Charles J. Madden v. SCDPPPS
This text of Charles J. Madden v. SCDPPPS (Charles J. Madden v. SCDPPPS) is published on Counsel Stack Legal Research, covering Court of Appeals of South Carolina primary law. Counsel Stack provides free access to over 12 million legal documents including statutes, case law, regulations, and constitutions.
Opinion
THIS OPINION HAS NO PRECEDENTIAL VALUE. IT SHOULD NOT BE CITED OR RELIED ON AS PRECEDENT IN ANY PROCEEDING EXCEPT AS PROVIDED BY RULE 268(d)(2), SCACR.
THE STATE OF SOUTH CAROLINA In The Court of Appeals
Charles J. Madden, #00182326, Appellant,
v.
South Carolina Department of Probation, Parole and Pardon Services, Respondent.

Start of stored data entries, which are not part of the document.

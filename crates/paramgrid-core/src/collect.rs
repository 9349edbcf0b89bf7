//! Reference resolution: raw rows become the parameter table and the
//! dependency graph.

use indexmap::{IndexMap, IndexSet};
use paramgrid_engine::engine::{CellToken, DependencyGraph, Formula, ParamId, extract_references};
use std::collections::HashMap;

use crate::error::Issue;
use crate::ids::{LocationIndex, resolve_ids};
use crate::options::SheetLayout;
use crate::param::{ParamValue, Parameter, ParameterTable};
use crate::reader::RawRow;

/// Prefix of the human formula when a formula could not be tokenized.
pub const FORMULA_ERROR_MARKER: &str = "#FORMULA ERROR: ";

/// Everything built from the raw rows in one sweep.
#[derive(Clone, Debug, Default)]
pub struct Collected {
    pub parameters: ParameterTable,
    /// Tokenized formulas of parameters whose formula parsed.
    pub formulas: IndexMap<ParamId, Formula>,
    pub index: LocationIndex,
    pub graph: DependencyGraph,
    pub issues: Vec<Issue>,
}

/// Maps references in a formula to the parameters occupying those rows.
#[derive(Clone, Copy, Debug)]
pub struct Resolver<'a> {
    index: &'a LocationIndex,
    first_data_row: u32,
}

impl<'a> Resolver<'a> {
    pub fn new(index: &'a LocationIndex, layout: &SheetLayout) -> Resolver<'a> {
        Resolver {
            index,
            first_data_row: layout.first_data_row,
        }
    }

    /// The parameter a reference to `row` points at, as seen from a formula
    /// on `anchor_sheet`/`anchor_row`. Header rows and the anchor's own row
    /// never count.
    pub fn resolve(
        &self,
        anchor_sheet: &str,
        anchor_row: u32,
        qualifier: Option<&str>,
        row: u32,
    ) -> Option<&'a ParamId> {
        if row < self.first_data_row {
            return None;
        }
        let sheet = match qualifier {
            Some(name) => self.index.sheet_name(name)?,
            None => anchor_sheet,
        };
        if sheet == anchor_sheet && row == anchor_row {
            return None;
        }
        self.index.get(sheet, row)
    }

    /// Ids read by a formula, direct references first, in formula order.
    pub fn dependencies(&self, formula: &Formula, anchor_sheet: &str, anchor_row: u32) -> IndexSet<ParamId> {
        extract_references(formula)
            .rows()
            .filter_map(|r| self.resolve(anchor_sheet, anchor_row, r.sheet.as_deref(), r.row))
            .cloned()
            .collect()
    }

    /// The formula with every resolvable single-cell reference shown as the
    /// referenced parameter's name. Ranges keep their addresses.
    pub fn describe<F>(&self, formula: &Formula, anchor_sheet: &str, anchor_row: u32, name_of: F) -> String
    where
        F: Fn(&str) -> Option<String>,
    {
        formula.render_cells(|cell: &CellToken| {
            let id = self.resolve(
                anchor_sheet,
                anchor_row,
                cell.sheet.as_deref(),
                cell.point.cell.row,
            )?;
            name_of(id)
        })
    }
}

/// Build the parameter table, tokenized formulas and raw dependency graph.
pub fn collect_parameters(rows: &[RawRow], layout: &SheetLayout) -> Collected {
    let ids = resolve_ids(rows);
    let index = LocationIndex::new(rows, &ids);
    let names: HashMap<&str, &str> = ids
        .iter()
        .zip(rows)
        .map(|(id, row)| (id.as_str(), row.name.as_str()))
        .collect();
    let name_of = |id: &str| names.get(id).map(|n| n.to_string());

    let mut parameters = ParameterTable::with_capacity(rows.len());
    let mut formulas = IndexMap::new();
    let mut graph = DependencyGraph::new();
    let mut issues = Vec::new();
    {
        let resolver = Resolver::new(&index, layout);
        for (row, id) in rows.iter().zip(&ids) {
            let mut param = Parameter {
                id: id.clone(),
                name: row.name.clone(),
                unit: row.unit.clone(),
                sheet: row.sheet.clone(),
                row: row.row,
                value: ParamValue::from(&row.value),
                formula: row.formula.clone(),
                human_formula: String::new(),
                dependencies: IndexSet::new(),
                dependency_names: IndexSet::new(),
                has_cycle: false,
            };

            if let Some(text) = &row.formula {
                match Formula::parse(text) {
                    Ok(formula) => {
                        param.dependencies = resolver.dependencies(&formula, &row.sheet, row.row);
                        param.dependency_names = param
                            .dependencies
                            .iter()
                            .filter_map(|dep| name_of(dep))
                            .collect();
                        param.human_formula = resolver.describe(&formula, &row.sheet, row.row, name_of);
                        graph.add_dependencies(id, param.dependencies.iter().cloned());
                        formulas.insert(id.clone(), formula);
                    }
                    Err(err) => {
                        param.human_formula = format!("{}{}", FORMULA_ERROR_MARKER, text);
                        issues.push(
                            Issue::FormulaParse {
                                id: id.clone(),
                                formula: text.clone(),
                                message: err.to_string(),
                            }
                            .logged(),
                        );
                    }
                }
            }
            parameters.insert(id.clone(), param);
        }
    }

    for (from, to) in graph.retain_known(|id| parameters.contains_key(id)) {
        if let Some(param) = parameters.get_mut(&from) {
            param.dependencies.shift_remove(&to);
        }
        issues.push(Issue::Integrity { from, to }.logged());
    }

    log::debug!(
        "collected {} parameters, {} formula edges",
        parameters.len(),
        graph.edge_count()
    );
    Collected {
        parameters,
        formulas,
        index,
        graph,
        issues,
    }
}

Appellate Case No. 2023-000693
Appeal From The Administrative Law Court S. Phillip Lenski, Administrative Law Judge
Unpublished Opinion No. 2025-UP-194 Submitted April 1, 2025 – Filed June 11, 2025
AFFIRMED
Michael Paul Stover and Mary Scott-Chancey Williams, both of Nelson Mullins Riley & Scarborough, LLP, of Columbia, for Appellant.
General Counsel Matthew C. Buchanan, of the South Carolina Department of Probation, Parole, and Pardon Services, of Columbia, for Respondent.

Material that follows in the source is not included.